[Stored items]
● ● ●
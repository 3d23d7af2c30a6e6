use std::io::IsTerminal;
use std::sync::OnceLock;

use tracing_subscriber::{layer::SubscriberExt, util::SubscriberInitExt, EnvFilter, Registry};

static INITIALISED: OnceLock<()> = OnceLock::new();

/// Installs the global subscriber. `RUST_LOG` wins over `default_level`.
/// Logs go to stderr so stdout only carries descriptors.
pub fn init_tracing(default_level: &str) -> Result<(), InitError> {
    INITIALISED
        .set(())
        .map_err(|_| InitError::AlreadyInitialised)?;

    let filter = match EnvFilter::try_from_default_env() {
        Ok(filter) => filter,
        Err(_) => EnvFilter::try_new(default_level)
            .map_err(|e| InitError::Filter(e.to_string()))?,
    };
    let fmt_layer = tracing_subscriber::fmt::layer()
        .with_target(true)
        .with_writer(std::io::stderr)
        .with_ansi(std::io::stderr().is_terminal());
    Registry::default().with(filter).with(fmt_layer).init();

    Ok(())
}

#[derive(Debug, thiserror::Error)]
pub enum InitError {
    #[error("tracing has already been initialised")]
    AlreadyInitialised,
    #[error("invalid log filter: {0}")]
    Filter(String),
}
use crate::core::kinds::{AlgKind, PropKind};
use crate::core::memory::MemoryDescError;
use std::fmt;
use thiserror::Error;

/// Which argument check rejected a descriptor request.
#[derive(Debug, Clone, PartialEq, Eq)]
pub enum InvalidReason {
    MissingDataDesc,
    /// A descriptor outside the memory descriptor limits; `which` is
    /// `"data"` or `"diff_data"`.
    InvalidMemoryDesc {
        which: &'static str,
        error: MemoryDescError,
    },
    UnsupportedPropKind(PropKind),
    UnsupportedAlgKind(AlgKind),
    MissingDiffDataDesc,
    UnexpectedDiffDataDesc(PropKind),
    RankMismatch { diff: usize, data: usize },
    DimMismatch { axis: usize, diff: usize, data: usize },
}

impl fmt::Display for InvalidReason {
    fn fmt(&self, f: &mut fmt::Formatter<'_>) -> fmt::Result {
        match self {
            InvalidReason::MissingDataDesc => write!(f, "data descriptor is missing or empty"),
            InvalidReason::InvalidMemoryDesc { which, error } => {
                write!(f, "{} descriptor is invalid: {}", which, error)
            }
            InvalidReason::UnsupportedPropKind(p) => write!(f, "unsupported prop kind {}", p),
            InvalidReason::UnsupportedAlgKind(a) => write!(f, "unsupported alg kind {}", a),
            InvalidReason::MissingDiffDataDesc => {
                write!(f, "non-empty diff data descriptor is required for backward_data")
            }
            InvalidReason::UnexpectedDiffDataDesc(p) => {
                write!(f, "diff data descriptor given for {}", p)
            }
            InvalidReason::RankMismatch { diff, data } => {
                write!(f, "diff data rank {} does not match data rank {}", diff, data)
            }
            InvalidReason::DimMismatch { axis, diff, data } => write!(
                f,
                "diff data extent {} does not match data extent {} at axis {}",
                diff, data, axis
            ),
        }
    }
}

/// Error del builder de descriptores. Hay un solo tipo de fallo; la razón
/// sólo sirve para diagnóstico.
#[derive(Error, Debug, Clone, PartialEq, Eq)]
pub enum EltwiseError {
    #[error("Invalid arguments: {0}")]
    InvalidArguments(InvalidReason),
}

impl EltwiseError {
    pub fn reason(&self) -> &InvalidReason {
        match self {
            EltwiseError::InvalidArguments(reason) => reason,
        }
    }
}
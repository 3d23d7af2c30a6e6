use clap::{Args, Parser, Subcommand};
use colored::*;
use eltwise::config::{DescriptorRequest, OutputFormat, ToolConfig, CONFIG_FILE};
use eltwise::logging::init_tracing;
use eltwise::utils::parsing::parse_dims;
use eltwise::{
    eltwise_backward_desc_init, eltwise_forward_desc_init, relu_backward_desc_init,
    relu_forward_desc_init, AlgKind, DataType, EltwiseDesc, MemoryDesc, MemoryFormat, PropKind,
};
use std::fs;
use std::path::{Path, PathBuf};
use tracing::info;

#[derive(Parser)]
#[command(name = "eltwise")]
#[command(version = "0.1")]
#[command(about = "Build and validate elementwise primitive descriptors", long_about = None)]
struct Cli {
    /// Output format: 'display' (human-readable) or 'json'. Overrides eltwise.toml
    #[arg(long, global = true)]
    output: Option<OutputFormat>,

    /// Path to the tool configuration
    #[arg(long, global = true, default_value = CONFIG_FILE)]
    config: PathBuf,

    #[command(subcommand)]
    command: Commands,
}

#[derive(Args)]
struct ShapeArgs {
    /// Data dims, e.g. "[2, 3]" or 2x3
    #[arg(long)]
    dims: String,
    #[arg(long, default_value = "f32")]
    data_type: DataType,
    #[arg(long, default_value = "any")]
    format: MemoryFormat,
}

#[derive(Subcommand)]
enum Commands {
    /// Forward descriptor (forward_training | forward_inference)
    Forward {
        #[arg(long)]
        prop: PropKind,
        #[arg(long)]
        alg: AlgKind,
        #[command(flatten)]
        shape: ShapeArgs,
        #[arg(long, default_value_t = 0.0, allow_hyphen_values = true)]
        alpha: f64,
        #[arg(long, default_value_t = 0.0, allow_hyphen_values = true)]
        beta: f64,
    },
    /// Backward-data descriptor
    Backward {
        #[arg(long)]
        alg: AlgKind,
        #[command(flatten)]
        shape: ShapeArgs,
        /// Gradient dims; same type and format as the data
        #[arg(long)]
        diff_dims: String,
        #[arg(long, default_value_t = 0.0, allow_hyphen_values = true)]
        alpha: f64,
        #[arg(long, default_value_t = 0.0, allow_hyphen_values = true)]
        beta: f64,
    },
    /// ReLU forward descriptor
    ReluForward {
        #[arg(long)]
        prop: PropKind,
        #[command(flatten)]
        shape: ShapeArgs,
        #[arg(long, default_value_t = 0.0, allow_hyphen_values = true)]
        negative_slope: f64,
    },
    /// ReLU backward-data descriptor
    ReluBackward {
        #[command(flatten)]
        shape: ShapeArgs,
        #[arg(long)]
        diff_dims: String,
        #[arg(long, default_value_t = 0.0, allow_hyphen_values = true)]
        negative_slope: f64,
    },
    /// Validate a request file (.toml or .json)
    Check {
        file: PathBuf,
    },
    /// Write a default eltwise.toml
    Init,
}

fn main() -> Result<(), Box<dyn std::error::Error>> {
    let cli = Cli::parse();

    // init must work even when an existing eltwise.toml does not parse
    if matches!(cli.command, Commands::Init) {
        return handle_init(&cli.config);
    }

    let config = ToolConfig::load_or_default(&cli.config)?;
    init_tracing(&config.logging.level)?;
    let output = cli.output.unwrap_or(config.output.format);

    let result = match cli.command {
        Commands::Init => return handle_init(&cli.config),
        Commands::Check { file } => check_file(&file),
        Commands::Forward {
            prop,
            alg,
            shape,
            alpha,
            beta,
        } => memory_desc(&shape, &shape.dims).and_then(|data| {
            eltwise_forward_desc_init(prop, alg, Some(&data), alpha, beta).map_err(Into::into)
        }),
        Commands::Backward {
            alg,
            shape,
            diff_dims,
            alpha,
            beta,
        } => memory_descs(&shape, &diff_dims).and_then(|(data, diff)| {
            eltwise_backward_desc_init(alg, Some(&diff), Some(&data), alpha, beta)
                .map_err(Into::into)
        }),
        Commands::ReluForward {
            prop,
            shape,
            negative_slope,
        } => memory_desc(&shape, &shape.dims).and_then(|data| {
            relu_forward_desc_init(prop, Some(&data), negative_slope).map_err(Into::into)
        }),
        Commands::ReluBackward {
            shape,
            diff_dims,
            negative_slope,
        } => memory_descs(&shape, &diff_dims).and_then(|(data, diff)| {
            relu_backward_desc_init(Some(&diff), Some(&data), negative_slope).map_err(Into::into)
        }),
    };

    match result {
        Ok(desc) => {
            print_desc(&desc, output)?;
            Ok(())
        }
        Err(e) => {
            eprintln!("{}: {}", "Error".red(), e);
            std::process::exit(1);
        }
    }
}

type CliResult<T> = Result<T, Box<dyn std::error::Error>>;

fn check_file(file: &Path) -> CliResult<EltwiseDesc> {
    info!(file = %file.display(), "checking request");
    let req = DescriptorRequest::load(file)?;
    Ok(req.build()?)
}

fn memory_desc(shape: &ShapeArgs, dims: &str) -> CliResult<MemoryDesc> {
    let dims = parse_dims(dims)?;
    Ok(MemoryDesc::new(dims, shape.data_type, shape.format)?)
}

fn memory_descs(shape: &ShapeArgs, diff_dims: &str) -> CliResult<(MemoryDesc, MemoryDesc)> {
    Ok((memory_desc(shape, &shape.dims)?, memory_desc(shape, diff_dims)?))
}

fn print_desc(desc: &EltwiseDesc, output: OutputFormat) -> CliResult<()> {
    match output {
        OutputFormat::Json => println!("{}", serde_json::to_string_pretty(desc)?),
        OutputFormat::Display => {
            println!("{}", "Descriptor OK".green().bold());
            println!("{}", desc);
        }
    }
    Ok(())
}

fn handle_init(path: &Path) -> CliResult<()> {
    if path.exists() {
        println!(
            "Configuration file already exists: {}",
            path.display().to_string().yellow()
        );
        return Ok(());
    }
    fs::write(path, ToolConfig::default_toml())?;
    println!(
        "Created default configuration: {}",
        path.display().to_string().green()
    );
    Ok(())
}
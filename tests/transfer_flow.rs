mod common;

use std::sync::Arc;
use std::time::Duration;

use airdrop_tui::constants::{AIRDROP_LAMPORTS, TRANSFER_LAMPORTS};
use airdrop_tui::error::{ClientError, TransferError};
use airdrop_tui::keys::Keypair;
use airdrop_tui::models::Lamports;
use airdrop_tui::network::ClientSettings;
use airdrop_tui::transfer::TransferOrchestrator;

use common::{client_over, fast_settings, MemoryLedger};

#[tokio::test]
async fn test_airdrop_then_transfer_moves_funds() {
    let ledger = Arc::new(MemoryLedger::default().with_pending_polls(2));
    let client = client_over(ledger.clone(), fast_settings());
    let orchestrator = TransferOrchestrator::new(client.clone());

    let account = Keypair::generate();
    let wallet = Keypair::generate().public_key();
    let source = account.public_key();

    assert_eq!(client.get_balance(&source).await.unwrap(), Lamports::ZERO);
    client.airdrop(&source).await.unwrap();
    assert_eq!(client.get_balance(&source).await.unwrap(), Lamports(AIRDROP_LAMPORTS));

    let outcome = orchestrator
        .transfer(&account, &wallet, Lamports(TRANSFER_LAMPORTS))
        .await
        .unwrap();

    assert!(outcome.receipt.confirmed);
    assert_eq!(outcome.balance, Some(Lamports::ZERO));
    assert_eq!(ledger.balance(&wallet), Lamports(TRANSFER_LAMPORTS));
    assert_eq!(ledger.balance(&source), Lamports::ZERO);
    assert!(!orchestrator.is_in_flight());
}

#[tokio::test]
async fn test_transfer_refreshes_balance_once() {
    let ledger = Arc::new(MemoryLedger::default());
    let client = client_over(ledger.clone(), fast_settings());
    let orchestrator = TransferOrchestrator::new(client.clone());

    let account = Keypair::generate();
    let source = account.public_key();
    client.airdrop(&source).await.unwrap();

    let before = ledger.balance_calls(&source);
    orchestrator
        .transfer(&account, &Keypair::generate().public_key(), Lamports(TRANSFER_LAMPORTS))
        .await
        .unwrap();
    assert_eq!(ledger.balance_calls(&source), before + 1);
}

#[tokio::test]
async fn test_unfunded_transfer_is_insufficient_balance() {
    let ledger = Arc::new(MemoryLedger::default());
    let client = client_over(ledger.clone(), fast_settings());
    let orchestrator = TransferOrchestrator::new(client);

    let account = Keypair::generate();
    let wallet = Keypair::generate().public_key();

    let err = orchestrator
        .transfer(&account, &wallet, Lamports(TRANSFER_LAMPORTS))
        .await
        .unwrap_err();

    assert!(matches!(err, TransferError::InsufficientBalance(_)));
    assert_eq!(ledger.sent(), 0);
    assert_eq!(ledger.balance(&wallet), Lamports::ZERO);
    // The flag is released so the user can retry
    assert!(!orchestrator.is_in_flight());
}

#[tokio::test]
async fn test_failed_on_chain_status_is_insufficient_balance() {
    let ledger = Arc::new(MemoryLedger::default().with_pending_polls(1));
    let client = client_over(ledger.clone(), fast_settings());
    let orchestrator = TransferOrchestrator::new(client.clone());

    let account = Keypair::generate();
    let wallet = Keypair::generate().public_key();
    let source = account.public_key();
    client.airdrop(&source).await.unwrap();

    // Preflight passes; the landed transaction reports an error
    ledger.fail_next_transaction("InstructionError(0, Custom(1))");
    let err = orchestrator
        .transfer(&account, &wallet, Lamports(TRANSFER_LAMPORTS))
        .await
        .unwrap_err();

    match err {
        TransferError::InsufficientBalance(reason) => assert!(reason.contains("Custom(1)")),
        other => panic!("unexpected error: {other:?}"),
    }
    assert_eq!(ledger.sent(), 1);
    assert_eq!(ledger.balance(&wallet), Lamports::ZERO);
    assert_eq!(ledger.balance(&source), Lamports(AIRDROP_LAMPORTS));
    assert!(!orchestrator.is_in_flight());

    // A retry goes through once the ledger behaves
    orchestrator
        .transfer(&account, &wallet, Lamports(TRANSFER_LAMPORTS))
        .await
        .unwrap();
    assert_eq!(ledger.balance(&wallet), Lamports(TRANSFER_LAMPORTS));
}

#[tokio::test]
async fn test_concurrent_transfer_refused() {
    let ledger = Arc::new(MemoryLedger::default().with_pending_polls(3));
    let client = client_over(ledger.clone(), fast_settings());
    let orchestrator = TransferOrchestrator::new(client.clone());

    let account = Keypair::generate();
    let wallet = Keypair::generate().public_key();
    client.airdrop(&account.public_key()).await.unwrap();

    let (first, second) = tokio::join!(
        orchestrator.transfer(&account, &wallet, Lamports(TRANSFER_LAMPORTS)),
        orchestrator.transfer(&account, &wallet, Lamports(TRANSFER_LAMPORTS)),
    );

    assert!(first.is_ok());
    assert!(matches!(second, Err(TransferError::InFlight)));
    assert_eq!(ledger.sent(), 1);
    assert_eq!(ledger.balance(&wallet), Lamports(TRANSFER_LAMPORTS));
}

#[tokio::test]
async fn test_airdrop_waits_for_confirmation() {
    let ledger = Arc::new(MemoryLedger::default().with_pending_polls(3));
    let client = client_over(ledger.clone(), fast_settings());

    let address = Keypair::generate().public_key();
    client.airdrop(&address).await.unwrap();

    // Three processed answers, then the confirming one
    assert_eq!(ledger.status_polls(), 4);
}

#[tokio::test]
async fn test_confirmation_times_out() {
    let ledger = Arc::new(MemoryLedger::default().never_confirming());
    let settings = ClientSettings {
        confirm_timeout: Duration::from_millis(50),
        ..fast_settings()
    };
    let client = client_over(ledger, settings);

    let err = client.airdrop(&Keypair::generate().public_key()).await.unwrap_err();
    assert!(matches!(err, ClientError::ConfirmTimeout(_)));
}

#[tokio::test]
async fn test_expired_blockhash_fails_transfer() {
    let ledger = Arc::new(MemoryLedger::default().with_pending_polls(5).with_validity(0));
    let client = client_over(ledger.clone(), fast_settings());
    let orchestrator = TransferOrchestrator::new(client.clone());

    let account = Keypair::generate();
    // Funding sidesteps confirmation so only the transfer sees the expiry
    let source = account.public_key();
    let _ = client.request_airdrop(&source, Lamports(AIRDROP_LAMPORTS)).await.unwrap();

    let err = orchestrator
        .transfer(&account, &Keypair::generate().public_key(), Lamports(TRANSFER_LAMPORTS))
        .await
        .unwrap_err();
    assert!(matches!(err, TransferError::Network(ClientError::BlockhashExpired(_))));
}
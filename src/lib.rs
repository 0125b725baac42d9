//! # Airdrop TUI
//!
//! A terminal dashboard for a short devnet session: create a throwaway
//! account, fund it from the faucet, connect a wallet and send the funds on.
//!
//! ## Features
//! - Ed25519 account generation
//! - Confirmed 2 SOL faucet airdrops
//! - Wallet provider detection and connection
//! - Single-instruction transfers with signature confirmation
//! - YAML configuration and file logging
//!
//! ## Architecture
//! Actor-based with channels:
//! - UI Layer (Ratatui) - synchronous
//! - App Layer (State machine)
//! - Network Layer (Tokio runtime)

pub mod constants;
pub mod models;
pub mod encoding;
pub mod error;
pub mod keys;
pub mod transaction;
pub mod config;
pub mod wallet;
pub mod network;
pub mod transfer;
pub mod ui;
pub mod messages;
pub mod app;

// Re-export commonly used types
pub use models::{Address, Commitment, ExternalWalletHandle, Lamports, Signature, TransferReceipt};
pub use error::{ClientError, ParseError, TransferError, WalletError};
pub use keys::{KeyManager, Keypair};
pub use config::Config;
pub use wallet::{LocalWalletProvider, WalletConnector, WalletProvider};
pub use network::{LedgerRpc, NetworkActor, NetworkClient, RpcClient};
pub use transfer::TransferOrchestrator;
pub use messages::{UiEvent, NetworkCommand, NetworkResponse, RenderState};
pub use app::{AppState, AppActor, SessionPhase};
● ● ●
Return nothing but the lines from the top of the records above through the line that has "static INITIALISED: OnceLock<()>". Keep each one exact.

ANSWER FOR THIS EXERCISE:
repository 3d23d7af2c30a6e6
use std::io::IsTerminal;
use std::sync::OnceLock;

use tracing_subscriber::{layer::SubscriberExt, util::SubscriberInitExt, EnvFilter, Registry};

static INITIALISED: OnceLock<()> = OnceLock::new();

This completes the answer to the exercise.